Writing Better R Functions

As I’ve been working on writing more robust, informative functions in R, there have been a number of minor technical details that I keep forgetting from problems that I had already previously solved. Instead of keeping these solutions in a script somewhere, I’m uploading them here so I can find them more easily.

Find installed packages

One of the “meta-problems” that applies to all solutions on this page is figuring out which packages users have installed. I don’t want to make people install every package that I have, but I also don’t want to program everything in base R. I generally assume that anyone using my code will have the tidyverse installed, but there are many other packages that I may have installed but other people won’t (especially if we’re using different versions of R)1.

The way to get around this for more trivial packages is to change an argument (eg verbose = TRUE) based on the availability of packages. For example, I like using the crayon package to print colorful message to the console when a function is verbose.

f <- function(x, verbose=TRUE){
  # only run if verbose
  if(verbose){
    ## crayon_installed inherited from global env 
    if(crayon_installed) message("Here's a ", crayon::green$bold("fun bolded"), " message")
    else                 message("Here is the boring message")
  }
  
  mtcars
}

crayon_installed <- TRUE
f(mtcars)

crayon_installed <- FALSE
f(mtcars)
Output of above code

Output of above code

However, this will throw an error if crayon isn’t installed, so we need some way to flag enviroments where crayon isn’t installed. The old way I was doing it based on StackOverflow was (a) clunky and (b) prone to error. Using require(pkg) loads the package into the environment (potentially causing masking issues), and installed.packages() is slow & has false negatives2.

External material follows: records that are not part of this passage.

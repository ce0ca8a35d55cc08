//! Bounded TTL cache and periodic maintenance
//!
//! `TtlCache` backs both the emergency cache and the phonetic score cache.
//! Expired entries are dropped lazily on read and eagerly by a
//! `MaintenanceTask` sweep; when the cache is full the least recently used
//! entry is evicted.

use serde::{Deserialize, Serialize};
use std::collections::HashMap;
use std::hash::Hash;
use std::sync::Mutex;
use std::time::{Duration, Instant};
use tokio::task::JoinHandle;
use tokio_util::sync::CancellationToken;
use tracing::debug;

struct CacheEntry<V> {
    value: V,
    inserted_at: Instant,
    last_access: u64,
}

struct CacheInner<K, V> {
    entries: HashMap<K, CacheEntry<V>>,
    tick: u64,
    stats: CacheStats,
}

/// Hit/miss counters
#[derive(Debug, Clone, Default, PartialEq, Serialize, Deserialize)]
pub struct CacheStats {
    pub hits: u64,
    pub misses: u64,
    pub evictions: u64,
    pub expirations: u64,
}

impl CacheStats {
    pub fn hit_rate(&self) -> f64 {
        let total = self.hits + self.misses;
        if total == 0 {
            0.0
        } else {
            self.hits as f64 / total as f64
        }
    }
}

/// Thread-safe map with per-entry TTL and LRU eviction
pub struct TtlCache<K, V> {
    inner: Mutex<CacheInner<K, V>>,
    capacity: usize,
    ttl: Duration,
}

impl<K, V> TtlCache<K, V>
where
    K: Eq + Hash + Clone,
    V: Clone,
{
    pub fn new(capacity: usize, ttl: Duration) -> Self {
        Self {
            inner: Mutex::new(CacheInner {
                entries: HashMap::new(),
                tick: 0,
                stats: CacheStats::default(),
            }),
            capacity: capacity.max(1),
            ttl,
        }
    }

    fn lock(&self) -> std::sync::MutexGuard<'_, CacheInner<K, V>> {
        self.inner.lock().unwrap_or_else(|poisoned| poisoned.into_inner())
    }

    pub fn ttl(&self) -> Duration {
        self.ttl
    }

    pub fn get(&self, key: &K) -> Option<V> {
        self.get_at(key, Instant::now())
    }

    pub(crate) fn get_at(&self, key: &K, now: Instant) -> Option<V> {
        let mut guard = self.lock();
        let inner = &mut *guard;
        inner.tick += 1;
        let tick = inner.tick;

        let expired = match inner.entries.get_mut(key) {
            None => {
                inner.stats.misses += 1;
                return None;
            }
            Some(entry) if now.saturating_duration_since(entry.inserted_at) >= self.ttl => true,
            Some(entry) => {
                entry.last_access = tick;
                let value = entry.value.clone();
                inner.stats.hits += 1;
                return Some(value);
            }
        };

        if expired {
            inner.entries.remove(key);
            inner.stats.expirations += 1;
            inner.stats.misses += 1;
        }
        None
    }

    pub fn insert(&self, key: K, value: V) {
        self.insert_at(key, value, Instant::now());
    }

    pub(crate) fn insert_at(&self, key: K, value: V, now: Instant) {
        let mut guard = self.lock();
        let inner = &mut *guard;
        inner.tick += 1;
        let tick = inner.tick;

        if !inner.entries.contains_key(&key) && inner.entries.len() >= self.capacity {
            let ttl = self.ttl;
            let before = inner.entries.len();
            inner
                .entries
                .retain(|_, e| now.saturating_duration_since(e.inserted_at) < ttl);
            let expired = (before - inner.entries.len()) as u64;
            inner.stats.expirations += expired;

            if inner.entries.len() >= self.capacity {
                let lru = inner
                    .entries
                    .iter()
                    .min_by_key(|(_, e)| e.last_access)
                    .map(|(k, _)| k.clone());
                if let Some(lru) = lru {
                    inner.entries.remove(&lru);
                    inner.stats.evictions += 1;
                }
            }
        }

        inner.entries.insert(
            key,
            CacheEntry {
                value,
                inserted_at: now,
                last_access: tick,
            },
        );
    }

    /// Drop expired entries; returns how many were removed
    pub fn sweep(&self) -> usize {
        self.sweep_at(Instant::now())
    }

    pub(crate) fn sweep_at(&self, now: Instant) -> usize {
        let mut guard = self.lock();
        let inner = &mut *guard;
        let ttl = self.ttl;
        let before = inner.entries.len();
        inner
            .entries
            .retain(|_, e| now.saturating_duration_since(e.inserted_at) < ttl);
        let removed = before - inner.entries.len();
        inner.stats.expirations += removed as u64;
        removed
    }

    pub fn len(&self) -> usize {
        self.lock().entries.len()
    }

    pub fn is_empty(&self) -> bool {
        self.len() == 0
    }

    pub fn clear(&self) {
        self.lock().entries.clear();
    }

    pub fn stats(&self) -> CacheStats {
        self.lock().stats.clone()
    }
}

/// Background job run on a fixed interval until cancelled or dropped
///
/// Spawning requires a tokio runtime; `spawn` returns `None` outside one and
/// callers rely on lazy expiry instead.
pub struct MaintenanceTask {
    name: &'static str,
    token: CancellationToken,
    handle: Option<JoinHandle<()>>,
}

impl MaintenanceTask {
    pub fn spawn<F>(name: &'static str, period: Duration, mut job: F) -> Option<Self>
    where
        F: FnMut() + Send + 'static,
    {
        let runtime = match tokio::runtime::Handle::try_current() {
            Ok(handle) => handle,
            Err(_) => {
                debug!(task = name, "No tokio runtime, maintenance task not started");
                return None;
            }
        };

        let period = period.max(Duration::from_millis(10));
        let token = CancellationToken::new();
        let child = token.clone();

        let handle = runtime.spawn(async move {
            let mut interval = tokio::time::interval(period);
            interval.set_missed_tick_behavior(tokio::time::MissedTickBehavior::Delay);
            // First tick completes immediately
            interval.tick().await;

            loop {
                tokio::select! {
                    _ = child.cancelled() => break,
                    _ = interval.tick() => job(),
                }
            }
            debug!(task = name, "Maintenance task stopped");
        });

        Some(Self {
            name,
            token,
            handle: Some(handle),
        })
    }

    pub fn name(&self) -> &'static str {
        self.name
    }

    pub fn cancel(&self) {
        self.token.cancel();
    }

    pub fn is_cancelled(&self) -> bool {
        self.token.is_cancelled()
    }

    /// Cancel and wait for the task to finish
    pub async fn shutdown(mut self) {
        self.token.cancel();
        if let Some(handle) = self.handle.take() {
            let _ = handle.await;
        }
    }
}

impl Drop for MaintenanceTask {
    fn drop(&mut self) {
        self.token.cancel();
    }
}

#[cfg(test)]
mod tests {
    use super::*;
    use std::sync::atomic::{AtomicUsize, Ordering};
    use std::sync::Arc;

    #[test]
    fn test_get_after_ttl_is_miss() {
        let cache: TtlCache<String, u32> = TtlCache::new(10, Duration::from_secs(60));
        let start = Instant::now();

        cache.insert_at("a".to_string(), 1, start);
        assert_eq!(cache.get_at(&"a".to_string(), start + Duration::from_secs(59)), Some(1));
        assert_eq!(cache.get_at(&"a".to_string(), start + Duration::from_secs(60)), None);
        assert!(cache.is_empty());

        let stats = cache.stats();
        assert_eq!(stats.hits, 1);
        assert_eq!(stats.misses, 1);
        assert_eq!(stats.expirations, 1);
    }

    #[test]
    fn test_capacity_evicts_least_recently_used() {
        let cache: TtlCache<&'static str, u32> = TtlCache::new(2, Duration::from_secs(60));
        let now = Instant::now();

        cache.insert_at("a", 1, now);
        cache.insert_at("b", 2, now);
        // Touch "a" so "b" becomes the LRU entry
        assert_eq!(cache.get_at(&"a", now), Some(1));
        cache.insert_at("c", 3, now);

        assert_eq!(cache.len(), 2);
        assert_eq!(cache.get_at(&"b", now), None);
        assert_eq!(cache.get_at(&"a", now), Some(1));
        assert_eq!(cache.get_at(&"c", now), Some(3));
        assert_eq!(cache.stats().evictions, 1);
    }

    #[test]
    fn test_full_cache_prefers_dropping_expired() {
        let cache: TtlCache<&'static str, u32> = TtlCache::new(2, Duration::from_secs(10));
        let start = Instant::now();

        cache.insert_at("old", 1, start);
        cache.insert_at("fresh", 2, start + Duration::from_secs(9));
        cache.insert_at("new", 3, start + Duration::from_secs(11));

        let later = start + Duration::from_secs(12);
        assert_eq!(cache.get_at(&"fresh", later), Some(2));
        assert_eq!(cache.get_at(&"new", later), Some(3));
        assert_eq!(cache.stats().evictions, 0);
    }

    #[test]
    fn test_sweep_removes_expired_only() {
        let cache: TtlCache<u32, u32> = TtlCache::new(10, Duration::from_secs(5));
        let start = Instant::now();
        cache.insert_at(1, 1, start);
        cache.insert_at(2, 2, start + Duration::from_secs(4));

        assert_eq!(cache.sweep_at(start + Duration::from_secs(6)), 1);
        assert_eq!(cache.len(), 1);
    }

    #[tokio::test]
    async fn test_maintenance_task_runs_and_stops() {
        let runs = Arc::new(AtomicUsize::new(0));
        let counter = runs.clone();

        let task = MaintenanceTask::spawn("test-sweep", Duration::from_millis(10), move || {
            counter.fetch_add(1, Ordering::SeqCst);
        })
        .expect("runtime available");

        tokio::time::sleep(Duration::from_millis(60)).await;
        task.shutdown().await;

        let after_shutdown = runs.load(Ordering::SeqCst);
        assert!(after_shutdown >= 1);

        tokio::time::sleep(Duration::from_millis(30)).await;
        assert_eq!(runs.load(Ordering::SeqCst), after_shutdown);
    }

    #[test]
    fn test_maintenance_task_without_runtime() {
        assert!(MaintenanceTask::spawn("no-runtime", Duration::from_secs(1), || {}).is_none());
    }
}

One way around this is to use rlang::is_installed(). Instead of writing two seperate messaging systems (one with crayon and one with out) like in the code above, I’ve moved to silencing verbose with a warning if the dependent packages aren’t installed

f <- function(x, verbose=TRUE, dependency = "crayon"){
  
  # only run if verbose and crayon not installed
  if(verbose && !rlang::is_installed(dependency)){
    warning("The package `", dependency, "` is not installed. Defaulting to verbose = FALSE")
    verbose <- FALSE
  }
  
  # Now give message if verbose (and crayon is installed)
  if(verbose) message("Here's a ", crayon::green$bold("fun bolded"), " message")
  
  nrow(mtcars)
}

f(mtcars) # This works (if crayon is installed)
## Here's a fun bolded message
## [1] 32

f(mtcars, dependency = "some_other_package") # shows warning
## Warning in f(mtcars, dependency = "some_other_package"): The package
## `some_other_package` is not installed. Defaulting to verbose = FALSE
## [1] 32

f(mtcars, verbose = F, dependency = "ggplot4") # ignores package matching if not verbose
## [1] 32

Passing the named argument back

Sometimes it’s useful to pass the name of an argument passed to a function in a message. For example consider the function below that takes two data.frames (smaller and larger) and returns the difference in the number or rows between them. If more rows exist in smaller than larger, it gives a message informing the user that absolute values are being used:

row_diff <- function(smaller, larger){
  nrow_smaller  <- nrow(smaller)
  nrow_larger <- nrow(larger)
  
  if(nrow_smaller > nrow_larger) 
    message("There are more rows in `smaller` than in `larger`. Using absolute vales")
  abs(nrow_smaller - nrow_larger)
}

row_diff(smaller = iris, larger = mtcars)
## There are more rows in `smaller` than in `larger`. Using absolute vales
## [1] 118

It would be nice if the message said “There are more rows in iris than in mtcars” because that’s more informative. The quasiquotation here gets kind of weird3, as shown by the lobstr output:

lobstr::ast(row_diff(smaller = iris, larger = mtcars))
## █─row_diff 
## ├─smaller = iris 
## └─larger = mtcars

Quoting these arguments with rlang::enquo doesn’t fix the problem, so instead you need to use substitute and rlang::expr_label

row_diff <- function(smaller, larger){
  nrow_smaller  <- nrow(smaller)
  nrow_larger <- nrow(larger)
  
  msg <- paste0("There are more rows in ",
                rlang::expr_label(substitute(smaller)),
                " than in ",
                rlang::expr_label(substitute(larger)),
                ". Using absolute vales")
  
  if(nrow_smaller > nrow_larger) message(msg)
    
  abs(nrow_smaller - nrow_larger)
}

row_diff(smaller = iris, larger = mtcars)
## There are more rows in `iris` than in `mtcars`. Using absolute vales
## [1] 118

Command Line Interfaces

I’m a big fan of using color in the console, and I already mentioned the crayon package in an earlier section. And as much as I love crayon, I still remained envious of the beautiful load message that you get when you load the tidyverse

Load message for tidyverse (on 2020-06-24)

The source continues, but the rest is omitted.